Faits
Illumina Inc., une société établie aux États-Unis qui commercialise des solutions en matière d’analyse génétique et génomique par séquençage et par puces, souhaitait acquérir le contrôle exclusif de Grail LLC, une autre société établie aux États-Unis qui développe des tests sanguins de dépistage précoce des cancers. Cette opération n'avait pas été notifiée à la Commission européenne (la Commission) puisque ne dépassant pas les seuils de chiffre d'affaires prévus par le Règlement, elle n’avait pas de dimension européenne. Elle n’avait pas été davantage notifiée aux Etats membres de l’UE et de l’EEE dans la mesure où elle ne relevait pas davantage du champ d’application des législations nationales applicables en matière de contrôle des concentrations.

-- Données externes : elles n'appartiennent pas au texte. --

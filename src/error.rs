use serde::{Serialize, Deserialize};
use std::fmt;

/// Unified error type for the crate.
/// Fallible operations return Result<T, ProgressError> instead of String errors.
#[derive(Debug, Clone, Serialize, Deserialize)]
pub struct ProgressError {
    pub message: String,
    pub stage: String,
    pub context: Option<String>,
    pub source: Option<String>,
}

impl ProgressError {
    /// Create a new error with stage and message
    pub fn new<S: Into<String>>(message: S, stage: &'static str) -> Self {
        ProgressError {
            message: message.into(),
            stage: stage.to_string(),
            context: None,
            source: None,
        }
    }

    /// Add additional context information
    pub fn with_context<S: Into<String>>(mut self, context: S) -> Self {
        self.context = Some(context.into());
        self
    }

    /// Add source error information
    pub fn with_source<S: Into<String>>(mut self, source: S) -> Self {
        self.source = Some(source.into());
        self
    }
}

impl fmt::Display for ProgressError {
    fn fmt(&self, f: &mut fmt::Formatter<'_>) -> fmt::Result {
        write!(f, "[{}] {}", self.stage, self.message)?;
        if let Some(ref context) = self.context {
            write!(f, " (context: {})", context)?;
        }
        if let Some(ref source) = self.source {
            write!(f, " (source: {})", source)?;
        }
        Ok(())
    }
}

impl std::error::Error for ProgressError {}

impl From<anyhow::Error> for ProgressError {
    fn from(err: anyhow::Error) -> Self {
        ProgressError::new(
            format!("{:#}", err),
            "unknown"
        ).with_source("anyhow")
    }
}

impl From<serde_json::Error> for ProgressError {
    fn from(err: serde_json::Error) -> Self {
        ProgressError::new(
            format!("JSON error: {}", err),
            "json_parse"
        ).with_source("serde_json")
    }
}

impl From<toml::de::Error> for ProgressError {
    fn from(err: toml::de::Error) -> Self {
        ProgressError::new(
            format!("TOML error: {}", err),
            "config"
        ).with_source("toml")
    }
}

Pourtant, à la suite d’une plainte relative à l’opération, la Commission a invité les Etats membres à soumettre une demande renvoi sur le fondement de l’article 22 du Règlement. Cet article prévoit en son §1 qu’ « un ou plusieurs États membres peuvent demander à la Commission d'examiner toute concentration, telle que définie à l'article 3, qui n'est pas de dimension communautaire au sens de l'article 1er, mais qui affecte le commerce entre États membres et menace d'affecter de manière significative la concurrence sur le territoire du ou des États membres qui formulent cette demande ».
Le 9 mars 2021, l’autorité de la concurrence française, rejointe par les autorités belges, grecques, islandaises, néerlandaises et norvégiennes ont demandé à la Commission d'examiner cette concentration sur la base de l’article 22 susmentionné et, par décision du 19 avril 2021, la Commission a accueilli cette demande et par lettre d’information a notifié sa décision aux entreprises concernées.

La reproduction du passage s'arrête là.